Complete Genome of Bacillus megaterium Siphophage Staley.

Siphophage Staley was isolated because of its ability to grow on Bacillus megaterium. Here we report the complete genome and annotation of phage Staley and describe core features. Among its interesting genes is one encoding an SleB germination protein.

GENOME ANNOUNCEMENT

Bacillus megaterium is an aerobic, spore-forming bacterium found in diverse biological environments (1). B. megaterium is useful in producing medicinal proteins such as penicillin amidase and glucose dehydrogenase for penicillin production and blood glucose tests, respectively (2). Bacteriophages of B. megaterium are of particular importance as they offer the possibility of biotechnological exploitation.

Bacteriophage Staley was isolated from a soil sample collected in College Station, TX. Phage DNA was sequenced using 454 pyrosequencing at the Emory GRA Genome Center (Emory University, Atlanta, GA). Trimmed FLX Titanium reads were assembled to a single contig at 17.05-fold coverage using the Newbler assembler, version 2.5.3 (454 Life Sciences), at default settings. Contigs were confirmed to be complete by PCR. Genes were predicted using GeneMarkS (1) and corrected using software tools available on the Center for Phage Technology (CPT) Portal (https://cpt.tamu.edu/cpt-software/portal/). Electron microscopy was performed at the Microscopy and Imaging Center at Texas A&M University.

Phage Staley has a host range that includes B. megaterium Km Sp−, QM B1551, PV361, and WH320 strains. Staley has an 81,089-bp double-stranded DNA (dsDNA) genome, a GC content of 35.7%, and a coding density of 90.7%.
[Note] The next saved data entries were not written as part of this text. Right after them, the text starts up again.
//! Fixed-price token sale settling against a CIS2 sale asset, with optional
//! interval-based vesting: purchased allocations can be routed into
//! per-purchaser vesting accounts that release on a cliff-then-stepped
//! schedule instead of transferring immediately.
#[cfg(any(feature = "wasm-test", test))]
mod sctest;
mod state;
mod vesting;
mod view;

use concordium_cis2::{
    AdditionalData, BalanceOfQuery, BalanceOfQueryParams, BalanceOfQueryResponse, Receiver,
    TokenIdUnit, Transfer, TransferParams,
};
use concordium_std::*;
use sale_utils::{
    FinalizeEvent, ParamChangeEvent, PurchaseEvent, ReleaseEvent, SaleEvent, UnsoldWithdrawEvent,
};
use state::{State, *};
use vesting::VestingAccount;

/// The parameter schema for `init` function.
#[derive(Debug, Serialize, SchemaType)]
pub struct InitParams {
    /// CIS2 contract of the asset being sold
    pub sale_token: ContractAddress,
    /// Sale window opening time
    pub window_start: Timestamp,
    /// Sale window closing time (inclusive)
    pub window_end: Timestamp,
    /// Price in µCCD per sale-asset token
    pub unit_price: MicroCcd,
    /// Maximum cumulative tokens sellable
    pub hard_cap: ContractTokenAmount,
    /// Smallest accepted payment
    pub min_purchase: Amount,
    /// Largest accepted payment
    pub max_purchase: Amount,
    /// When present, purchases vest on this schedule instead of
    /// transferring directly
    pub vesting: Option<VestingParams>,
}

/// Vesting timing parameters, as given to `init` and `configureVesting`.
#[derive(Debug, Serialize, SchemaType)]
pub struct VestingParams {
    pub duration: Duration,
    pub cliff: Duration,
    pub interval: Duration,
}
Several genes encoding phage replication/recombination proteins were identified, including those encoding DNA polymerase III epsilon subunit (exonuclease), helicase, primase, RecB family exonuclease, and a RuvC-like Holliday junction resolvase. DNA biosynthesis proteins were identified (ribonucleotide reductase alpha and beta subunits, guanylate kinase, thymidylate synthase, and dUTPase). Few structural proteins were detected by BLASTp and InterPro Scan analysis (2, 3). Structural proteins identified were a tail fiber protein, a tape measure protein with a lysin domain, and a tail spike protein with a pectin lyase domain. It is hypothesized that the pectin lyase domain is involved in exopolysaccharide depolymerization to allow phage diffusion through biofilm (4). A large terminase subunit was identified, although it showed no homology to TerLs from phages of known packaging strategies; thus, a packaging strategy cannot be inferred. Based on sequence similarity to B. megaterium phage Slash (KF669661), the terminal repeat is presumed to be 567 bp. Phage Staley carries a holin and two lysin genes. The holin is a class II holin with two transmembrane domains in an N-in C-in topology. Of the two lysin candidates, the SleB-like N-acetylmuramyl-l-alanine amidase has a predicted N-terminal signal peptidase I cleavage site. A cytoplasmic l-alanyl-d-glutamate peptidase was found adjacent to the holin.

Finally, Staley has genes consistent with a temperate lifestyle. The phage encodes an Rha superfamily protein (IPR014054) with an Ant1-like C-terminal domain (IPR005039). In enterobacterial phage P1, the C-terminal domain of Ant1 is processed to become the antirepressor Ant2, the expression modulator of the master repressor, C1 (5). The Rha protein is found in many temperate phages and interferes with infection of strains without an integration host factor (IHF) (6). Furthermore, Staley encodes a putative site-specific tyrosine recombinase with a conserved C-terminal catalytic domain of other phage integrases, such as P1 Cre and lambda Int (7).

Nucleotide sequence accession number.

The genome sequence of phage Staley was contributed to GenBank under accession number KF669663.